§ Assigned task
Lines of the data that contain the word "GenaTable" are the ones to copy.

START Supplied material

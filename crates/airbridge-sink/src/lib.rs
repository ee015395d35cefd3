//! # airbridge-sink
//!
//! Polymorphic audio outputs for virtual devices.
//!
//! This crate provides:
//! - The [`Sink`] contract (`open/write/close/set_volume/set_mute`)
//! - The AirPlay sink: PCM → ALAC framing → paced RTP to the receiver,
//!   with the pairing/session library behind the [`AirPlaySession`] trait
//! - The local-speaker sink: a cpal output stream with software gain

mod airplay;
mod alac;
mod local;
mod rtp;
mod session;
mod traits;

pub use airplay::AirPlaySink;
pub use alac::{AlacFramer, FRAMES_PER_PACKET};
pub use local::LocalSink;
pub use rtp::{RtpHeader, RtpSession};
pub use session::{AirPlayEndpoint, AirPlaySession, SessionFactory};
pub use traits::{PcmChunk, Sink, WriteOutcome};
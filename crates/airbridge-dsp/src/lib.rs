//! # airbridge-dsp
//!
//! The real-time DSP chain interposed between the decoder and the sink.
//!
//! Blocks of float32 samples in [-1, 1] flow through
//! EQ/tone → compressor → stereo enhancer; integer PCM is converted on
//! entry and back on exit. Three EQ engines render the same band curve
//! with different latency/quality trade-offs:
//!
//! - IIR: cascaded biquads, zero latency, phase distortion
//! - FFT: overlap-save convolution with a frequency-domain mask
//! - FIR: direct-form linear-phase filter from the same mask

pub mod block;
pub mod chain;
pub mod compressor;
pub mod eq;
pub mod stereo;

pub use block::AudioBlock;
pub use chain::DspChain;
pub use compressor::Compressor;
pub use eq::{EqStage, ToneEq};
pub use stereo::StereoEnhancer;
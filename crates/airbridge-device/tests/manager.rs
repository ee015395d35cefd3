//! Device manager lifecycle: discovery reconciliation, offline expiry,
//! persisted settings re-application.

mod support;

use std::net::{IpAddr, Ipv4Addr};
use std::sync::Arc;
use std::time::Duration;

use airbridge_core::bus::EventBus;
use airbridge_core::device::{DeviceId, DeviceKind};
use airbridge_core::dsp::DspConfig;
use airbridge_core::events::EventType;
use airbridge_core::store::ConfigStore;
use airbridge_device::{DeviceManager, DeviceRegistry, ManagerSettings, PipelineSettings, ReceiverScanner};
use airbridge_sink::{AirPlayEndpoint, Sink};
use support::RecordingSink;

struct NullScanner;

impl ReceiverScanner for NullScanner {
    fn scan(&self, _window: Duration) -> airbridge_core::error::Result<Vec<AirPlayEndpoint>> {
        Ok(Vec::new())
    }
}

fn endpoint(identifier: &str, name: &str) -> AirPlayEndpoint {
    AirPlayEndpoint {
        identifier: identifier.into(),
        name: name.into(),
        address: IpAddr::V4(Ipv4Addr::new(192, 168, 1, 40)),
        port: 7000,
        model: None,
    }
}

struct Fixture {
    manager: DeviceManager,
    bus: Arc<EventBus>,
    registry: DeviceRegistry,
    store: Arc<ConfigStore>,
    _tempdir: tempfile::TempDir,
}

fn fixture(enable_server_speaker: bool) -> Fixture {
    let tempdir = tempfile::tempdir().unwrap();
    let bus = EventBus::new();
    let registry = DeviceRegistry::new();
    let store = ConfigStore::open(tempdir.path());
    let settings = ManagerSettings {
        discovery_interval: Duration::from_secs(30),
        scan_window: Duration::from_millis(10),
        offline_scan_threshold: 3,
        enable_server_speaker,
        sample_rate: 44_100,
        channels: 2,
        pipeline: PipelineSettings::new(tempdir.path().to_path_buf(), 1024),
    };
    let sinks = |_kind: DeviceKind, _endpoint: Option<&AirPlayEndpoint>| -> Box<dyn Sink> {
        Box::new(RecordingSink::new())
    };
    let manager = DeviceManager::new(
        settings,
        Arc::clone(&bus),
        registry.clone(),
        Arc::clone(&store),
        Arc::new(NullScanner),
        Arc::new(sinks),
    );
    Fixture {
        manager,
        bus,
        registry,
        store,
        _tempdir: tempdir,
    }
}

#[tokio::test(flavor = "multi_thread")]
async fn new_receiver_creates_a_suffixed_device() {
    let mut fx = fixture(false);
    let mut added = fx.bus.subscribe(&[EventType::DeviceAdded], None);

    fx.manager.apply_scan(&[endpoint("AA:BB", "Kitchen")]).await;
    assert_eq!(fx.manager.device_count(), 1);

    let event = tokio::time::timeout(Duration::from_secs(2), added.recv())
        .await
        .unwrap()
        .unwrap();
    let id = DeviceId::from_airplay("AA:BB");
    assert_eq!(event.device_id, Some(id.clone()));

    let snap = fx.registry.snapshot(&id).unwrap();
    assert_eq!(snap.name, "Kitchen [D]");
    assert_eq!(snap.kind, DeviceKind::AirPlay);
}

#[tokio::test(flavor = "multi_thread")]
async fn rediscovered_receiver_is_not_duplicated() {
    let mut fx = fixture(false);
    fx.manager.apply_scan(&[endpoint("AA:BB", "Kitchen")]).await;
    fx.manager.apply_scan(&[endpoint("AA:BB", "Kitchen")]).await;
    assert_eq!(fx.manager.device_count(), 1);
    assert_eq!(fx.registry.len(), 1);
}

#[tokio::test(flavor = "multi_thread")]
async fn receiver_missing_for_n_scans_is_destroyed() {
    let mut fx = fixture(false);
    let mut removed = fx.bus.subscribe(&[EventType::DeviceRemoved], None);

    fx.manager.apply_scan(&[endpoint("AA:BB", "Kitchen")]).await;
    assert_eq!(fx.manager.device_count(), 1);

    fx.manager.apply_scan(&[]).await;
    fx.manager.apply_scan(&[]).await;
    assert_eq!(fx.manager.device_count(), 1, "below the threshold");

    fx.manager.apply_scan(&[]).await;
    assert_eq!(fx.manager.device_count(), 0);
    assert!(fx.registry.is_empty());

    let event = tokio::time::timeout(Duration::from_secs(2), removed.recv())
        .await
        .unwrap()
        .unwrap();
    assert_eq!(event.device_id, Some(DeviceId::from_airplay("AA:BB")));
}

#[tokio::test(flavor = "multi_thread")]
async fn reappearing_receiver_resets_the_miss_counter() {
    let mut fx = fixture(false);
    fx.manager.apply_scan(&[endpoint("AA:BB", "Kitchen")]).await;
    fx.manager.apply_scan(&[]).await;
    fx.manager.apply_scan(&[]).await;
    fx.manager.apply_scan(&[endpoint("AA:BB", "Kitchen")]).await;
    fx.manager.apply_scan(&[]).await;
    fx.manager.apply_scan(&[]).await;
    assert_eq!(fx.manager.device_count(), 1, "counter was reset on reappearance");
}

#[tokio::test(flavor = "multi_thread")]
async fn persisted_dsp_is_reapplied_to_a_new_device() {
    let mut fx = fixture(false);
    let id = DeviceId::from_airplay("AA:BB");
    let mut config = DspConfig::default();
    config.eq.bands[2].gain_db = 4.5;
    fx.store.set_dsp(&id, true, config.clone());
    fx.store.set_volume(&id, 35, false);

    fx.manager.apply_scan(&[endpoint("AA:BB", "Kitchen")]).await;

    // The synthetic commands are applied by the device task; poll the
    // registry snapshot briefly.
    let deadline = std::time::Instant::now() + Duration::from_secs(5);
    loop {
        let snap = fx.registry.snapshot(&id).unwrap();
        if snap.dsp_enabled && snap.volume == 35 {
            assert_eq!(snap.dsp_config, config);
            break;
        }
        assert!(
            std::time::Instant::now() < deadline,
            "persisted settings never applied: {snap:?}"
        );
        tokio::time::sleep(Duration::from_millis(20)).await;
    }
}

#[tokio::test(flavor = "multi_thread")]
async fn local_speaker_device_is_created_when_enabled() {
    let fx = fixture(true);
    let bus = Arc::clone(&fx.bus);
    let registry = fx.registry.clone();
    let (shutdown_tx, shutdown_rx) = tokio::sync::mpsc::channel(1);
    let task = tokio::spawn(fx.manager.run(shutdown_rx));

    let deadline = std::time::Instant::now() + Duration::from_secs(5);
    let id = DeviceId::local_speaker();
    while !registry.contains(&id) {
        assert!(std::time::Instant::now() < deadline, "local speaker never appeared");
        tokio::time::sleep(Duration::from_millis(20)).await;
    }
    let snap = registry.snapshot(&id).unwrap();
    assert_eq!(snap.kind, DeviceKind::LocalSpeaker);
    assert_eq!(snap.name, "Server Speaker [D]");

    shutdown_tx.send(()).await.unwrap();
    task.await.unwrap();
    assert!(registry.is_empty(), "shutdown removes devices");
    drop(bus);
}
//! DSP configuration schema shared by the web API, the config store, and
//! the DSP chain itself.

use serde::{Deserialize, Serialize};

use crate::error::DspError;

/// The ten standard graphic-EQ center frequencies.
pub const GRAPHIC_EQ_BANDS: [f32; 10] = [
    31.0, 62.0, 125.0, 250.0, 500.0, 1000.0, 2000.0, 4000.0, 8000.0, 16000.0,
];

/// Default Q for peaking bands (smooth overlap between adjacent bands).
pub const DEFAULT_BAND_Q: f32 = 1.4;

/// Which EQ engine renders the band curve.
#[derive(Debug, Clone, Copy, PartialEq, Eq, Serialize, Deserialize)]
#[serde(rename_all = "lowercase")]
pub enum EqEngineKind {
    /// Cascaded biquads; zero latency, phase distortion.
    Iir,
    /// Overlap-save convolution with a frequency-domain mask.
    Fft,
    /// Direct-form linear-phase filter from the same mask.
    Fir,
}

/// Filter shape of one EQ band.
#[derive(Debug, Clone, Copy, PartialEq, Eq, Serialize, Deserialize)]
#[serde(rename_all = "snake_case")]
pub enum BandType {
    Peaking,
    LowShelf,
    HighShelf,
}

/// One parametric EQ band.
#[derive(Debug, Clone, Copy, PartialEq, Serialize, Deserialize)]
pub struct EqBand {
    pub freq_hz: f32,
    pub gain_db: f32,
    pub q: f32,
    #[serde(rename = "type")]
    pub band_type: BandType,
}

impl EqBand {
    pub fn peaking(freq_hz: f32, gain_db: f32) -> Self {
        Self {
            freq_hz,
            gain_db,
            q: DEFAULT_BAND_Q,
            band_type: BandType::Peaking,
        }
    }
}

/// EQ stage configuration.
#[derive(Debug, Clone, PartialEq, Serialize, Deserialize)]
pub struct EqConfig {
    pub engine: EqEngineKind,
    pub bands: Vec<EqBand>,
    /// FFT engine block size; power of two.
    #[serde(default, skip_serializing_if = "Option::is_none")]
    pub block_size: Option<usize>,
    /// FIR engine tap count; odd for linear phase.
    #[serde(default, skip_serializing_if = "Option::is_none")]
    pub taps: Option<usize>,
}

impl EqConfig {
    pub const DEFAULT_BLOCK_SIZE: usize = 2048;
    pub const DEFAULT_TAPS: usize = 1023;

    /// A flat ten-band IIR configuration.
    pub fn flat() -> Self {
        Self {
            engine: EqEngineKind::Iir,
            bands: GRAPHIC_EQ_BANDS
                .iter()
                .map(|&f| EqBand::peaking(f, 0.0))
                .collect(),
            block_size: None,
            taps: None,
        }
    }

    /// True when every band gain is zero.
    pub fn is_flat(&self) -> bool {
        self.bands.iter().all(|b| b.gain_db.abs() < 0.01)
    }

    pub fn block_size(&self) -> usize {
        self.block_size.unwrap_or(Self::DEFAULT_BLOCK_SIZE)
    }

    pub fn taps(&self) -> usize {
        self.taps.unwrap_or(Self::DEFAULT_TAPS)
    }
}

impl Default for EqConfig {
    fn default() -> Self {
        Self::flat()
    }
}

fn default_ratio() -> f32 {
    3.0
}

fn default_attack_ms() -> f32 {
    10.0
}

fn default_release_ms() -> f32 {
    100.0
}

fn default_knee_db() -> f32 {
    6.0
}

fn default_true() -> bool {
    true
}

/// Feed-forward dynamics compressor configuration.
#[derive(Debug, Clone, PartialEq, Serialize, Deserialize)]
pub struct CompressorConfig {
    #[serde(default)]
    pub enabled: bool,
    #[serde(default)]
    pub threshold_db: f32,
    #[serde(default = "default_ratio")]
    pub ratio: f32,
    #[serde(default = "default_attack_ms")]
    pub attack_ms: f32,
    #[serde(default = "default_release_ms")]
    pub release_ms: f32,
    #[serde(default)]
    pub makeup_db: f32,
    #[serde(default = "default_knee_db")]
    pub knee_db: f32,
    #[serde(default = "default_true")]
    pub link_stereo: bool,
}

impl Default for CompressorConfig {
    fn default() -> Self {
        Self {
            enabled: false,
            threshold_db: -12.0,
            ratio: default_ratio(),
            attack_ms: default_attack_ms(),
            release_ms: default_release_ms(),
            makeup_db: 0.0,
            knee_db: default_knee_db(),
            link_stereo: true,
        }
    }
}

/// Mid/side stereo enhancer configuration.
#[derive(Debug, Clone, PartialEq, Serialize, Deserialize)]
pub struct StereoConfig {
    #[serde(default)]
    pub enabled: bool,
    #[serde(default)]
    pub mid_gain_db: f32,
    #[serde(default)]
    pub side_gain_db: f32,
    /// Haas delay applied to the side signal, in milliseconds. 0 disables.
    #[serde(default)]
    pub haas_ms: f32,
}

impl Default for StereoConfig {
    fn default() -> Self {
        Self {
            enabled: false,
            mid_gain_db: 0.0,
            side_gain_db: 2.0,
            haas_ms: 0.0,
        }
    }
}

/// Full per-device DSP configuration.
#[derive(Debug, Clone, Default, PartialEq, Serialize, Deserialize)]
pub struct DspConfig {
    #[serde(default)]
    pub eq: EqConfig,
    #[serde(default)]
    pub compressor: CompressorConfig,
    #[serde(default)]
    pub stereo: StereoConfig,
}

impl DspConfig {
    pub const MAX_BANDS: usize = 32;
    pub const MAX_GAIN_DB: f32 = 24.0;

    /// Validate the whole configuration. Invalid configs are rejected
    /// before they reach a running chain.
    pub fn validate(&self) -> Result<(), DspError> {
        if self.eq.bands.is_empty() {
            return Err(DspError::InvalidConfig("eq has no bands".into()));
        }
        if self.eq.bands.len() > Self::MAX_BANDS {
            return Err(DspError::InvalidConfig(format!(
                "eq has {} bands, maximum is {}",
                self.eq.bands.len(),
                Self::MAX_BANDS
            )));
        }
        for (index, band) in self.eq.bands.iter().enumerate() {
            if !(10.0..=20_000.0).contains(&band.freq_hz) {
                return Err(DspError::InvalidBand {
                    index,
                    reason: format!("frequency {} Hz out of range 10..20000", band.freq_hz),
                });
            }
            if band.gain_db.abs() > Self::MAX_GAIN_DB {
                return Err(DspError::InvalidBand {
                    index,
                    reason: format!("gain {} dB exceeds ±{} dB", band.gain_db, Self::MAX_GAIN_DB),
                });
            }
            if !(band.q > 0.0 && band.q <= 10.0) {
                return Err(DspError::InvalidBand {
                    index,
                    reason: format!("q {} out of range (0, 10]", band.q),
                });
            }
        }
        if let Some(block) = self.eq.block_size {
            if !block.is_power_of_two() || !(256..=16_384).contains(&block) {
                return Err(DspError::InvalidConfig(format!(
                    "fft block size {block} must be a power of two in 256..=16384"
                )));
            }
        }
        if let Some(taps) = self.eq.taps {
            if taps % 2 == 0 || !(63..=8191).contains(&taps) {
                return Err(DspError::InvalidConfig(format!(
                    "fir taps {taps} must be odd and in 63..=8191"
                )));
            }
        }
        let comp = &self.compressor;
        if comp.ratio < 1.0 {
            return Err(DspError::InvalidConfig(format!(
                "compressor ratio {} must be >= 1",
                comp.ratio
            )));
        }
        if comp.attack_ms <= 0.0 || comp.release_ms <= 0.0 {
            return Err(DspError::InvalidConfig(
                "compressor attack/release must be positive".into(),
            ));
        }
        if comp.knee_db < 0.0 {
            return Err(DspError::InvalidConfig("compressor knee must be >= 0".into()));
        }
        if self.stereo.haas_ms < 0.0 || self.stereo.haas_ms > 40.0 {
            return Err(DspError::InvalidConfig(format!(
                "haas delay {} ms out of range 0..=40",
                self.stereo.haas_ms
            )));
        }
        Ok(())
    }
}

END Supplied material
START Supplied material

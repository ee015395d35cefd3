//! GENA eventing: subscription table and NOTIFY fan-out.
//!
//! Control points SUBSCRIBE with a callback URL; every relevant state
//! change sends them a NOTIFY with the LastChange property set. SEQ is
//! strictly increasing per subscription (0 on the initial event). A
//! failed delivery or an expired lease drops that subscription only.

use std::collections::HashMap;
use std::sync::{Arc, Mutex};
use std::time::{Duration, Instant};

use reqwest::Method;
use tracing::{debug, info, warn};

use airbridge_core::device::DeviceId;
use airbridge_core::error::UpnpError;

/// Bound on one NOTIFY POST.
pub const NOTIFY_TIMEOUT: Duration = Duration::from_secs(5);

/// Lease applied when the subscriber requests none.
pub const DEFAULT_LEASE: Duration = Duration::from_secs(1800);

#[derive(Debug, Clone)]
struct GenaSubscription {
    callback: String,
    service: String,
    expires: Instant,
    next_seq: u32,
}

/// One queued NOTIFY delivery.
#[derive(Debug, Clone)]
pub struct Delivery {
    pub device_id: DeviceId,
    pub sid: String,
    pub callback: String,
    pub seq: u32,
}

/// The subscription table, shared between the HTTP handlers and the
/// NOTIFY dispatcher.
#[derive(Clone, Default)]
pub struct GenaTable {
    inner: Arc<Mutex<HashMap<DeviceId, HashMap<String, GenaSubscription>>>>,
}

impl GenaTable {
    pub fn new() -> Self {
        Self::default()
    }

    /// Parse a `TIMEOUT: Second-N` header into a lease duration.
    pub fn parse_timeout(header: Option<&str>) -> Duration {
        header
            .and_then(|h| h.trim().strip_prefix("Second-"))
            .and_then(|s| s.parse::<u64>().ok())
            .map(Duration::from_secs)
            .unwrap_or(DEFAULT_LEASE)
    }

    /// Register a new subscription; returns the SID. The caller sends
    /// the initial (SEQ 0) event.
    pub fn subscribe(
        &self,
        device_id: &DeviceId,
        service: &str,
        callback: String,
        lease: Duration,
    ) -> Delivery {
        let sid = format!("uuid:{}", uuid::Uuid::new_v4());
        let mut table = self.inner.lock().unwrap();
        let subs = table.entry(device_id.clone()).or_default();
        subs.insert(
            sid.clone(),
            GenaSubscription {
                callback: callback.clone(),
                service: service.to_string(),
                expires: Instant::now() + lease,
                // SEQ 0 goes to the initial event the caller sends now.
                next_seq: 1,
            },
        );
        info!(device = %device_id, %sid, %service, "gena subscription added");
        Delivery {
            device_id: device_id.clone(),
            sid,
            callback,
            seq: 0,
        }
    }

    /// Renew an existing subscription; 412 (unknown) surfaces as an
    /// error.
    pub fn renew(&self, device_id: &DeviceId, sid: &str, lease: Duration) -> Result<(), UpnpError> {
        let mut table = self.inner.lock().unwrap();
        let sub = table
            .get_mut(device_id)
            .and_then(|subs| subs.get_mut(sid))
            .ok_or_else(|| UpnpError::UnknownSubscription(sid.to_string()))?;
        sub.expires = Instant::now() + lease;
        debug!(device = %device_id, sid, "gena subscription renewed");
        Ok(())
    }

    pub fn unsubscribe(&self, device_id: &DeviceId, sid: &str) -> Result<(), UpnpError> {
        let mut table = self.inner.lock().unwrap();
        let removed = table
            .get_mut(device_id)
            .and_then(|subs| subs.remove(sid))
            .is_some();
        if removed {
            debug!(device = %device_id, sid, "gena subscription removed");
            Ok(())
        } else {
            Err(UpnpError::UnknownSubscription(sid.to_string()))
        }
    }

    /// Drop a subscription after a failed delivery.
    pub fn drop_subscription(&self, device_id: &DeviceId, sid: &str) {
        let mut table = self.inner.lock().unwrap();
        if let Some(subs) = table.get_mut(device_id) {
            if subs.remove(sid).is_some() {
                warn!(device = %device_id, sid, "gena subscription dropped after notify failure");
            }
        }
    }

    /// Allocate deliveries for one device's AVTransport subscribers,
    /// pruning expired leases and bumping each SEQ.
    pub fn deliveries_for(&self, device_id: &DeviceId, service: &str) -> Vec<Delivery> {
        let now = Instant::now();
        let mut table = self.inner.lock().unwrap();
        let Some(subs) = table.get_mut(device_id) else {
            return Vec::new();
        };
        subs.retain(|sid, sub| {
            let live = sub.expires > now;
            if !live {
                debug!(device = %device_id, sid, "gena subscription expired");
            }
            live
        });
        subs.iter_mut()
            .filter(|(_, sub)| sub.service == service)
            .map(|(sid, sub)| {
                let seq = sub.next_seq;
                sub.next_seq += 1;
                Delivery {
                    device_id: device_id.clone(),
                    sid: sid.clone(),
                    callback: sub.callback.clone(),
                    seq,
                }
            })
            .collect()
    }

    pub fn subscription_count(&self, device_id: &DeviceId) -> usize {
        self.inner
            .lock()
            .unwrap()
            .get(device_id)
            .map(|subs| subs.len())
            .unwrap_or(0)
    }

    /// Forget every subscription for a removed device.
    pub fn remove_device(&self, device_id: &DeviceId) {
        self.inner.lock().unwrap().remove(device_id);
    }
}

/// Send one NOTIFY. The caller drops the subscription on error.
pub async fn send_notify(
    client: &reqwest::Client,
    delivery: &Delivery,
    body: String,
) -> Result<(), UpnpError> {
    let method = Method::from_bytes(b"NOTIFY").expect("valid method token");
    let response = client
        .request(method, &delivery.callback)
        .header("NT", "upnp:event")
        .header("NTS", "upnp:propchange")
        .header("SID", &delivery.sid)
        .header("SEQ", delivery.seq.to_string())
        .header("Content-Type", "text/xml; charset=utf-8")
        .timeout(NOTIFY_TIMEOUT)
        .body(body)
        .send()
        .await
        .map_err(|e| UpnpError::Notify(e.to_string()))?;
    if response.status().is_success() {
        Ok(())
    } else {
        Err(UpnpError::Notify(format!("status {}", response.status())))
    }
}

END Supplied material

§ Response to this task
pub struct GenaTable {
impl GenaTable {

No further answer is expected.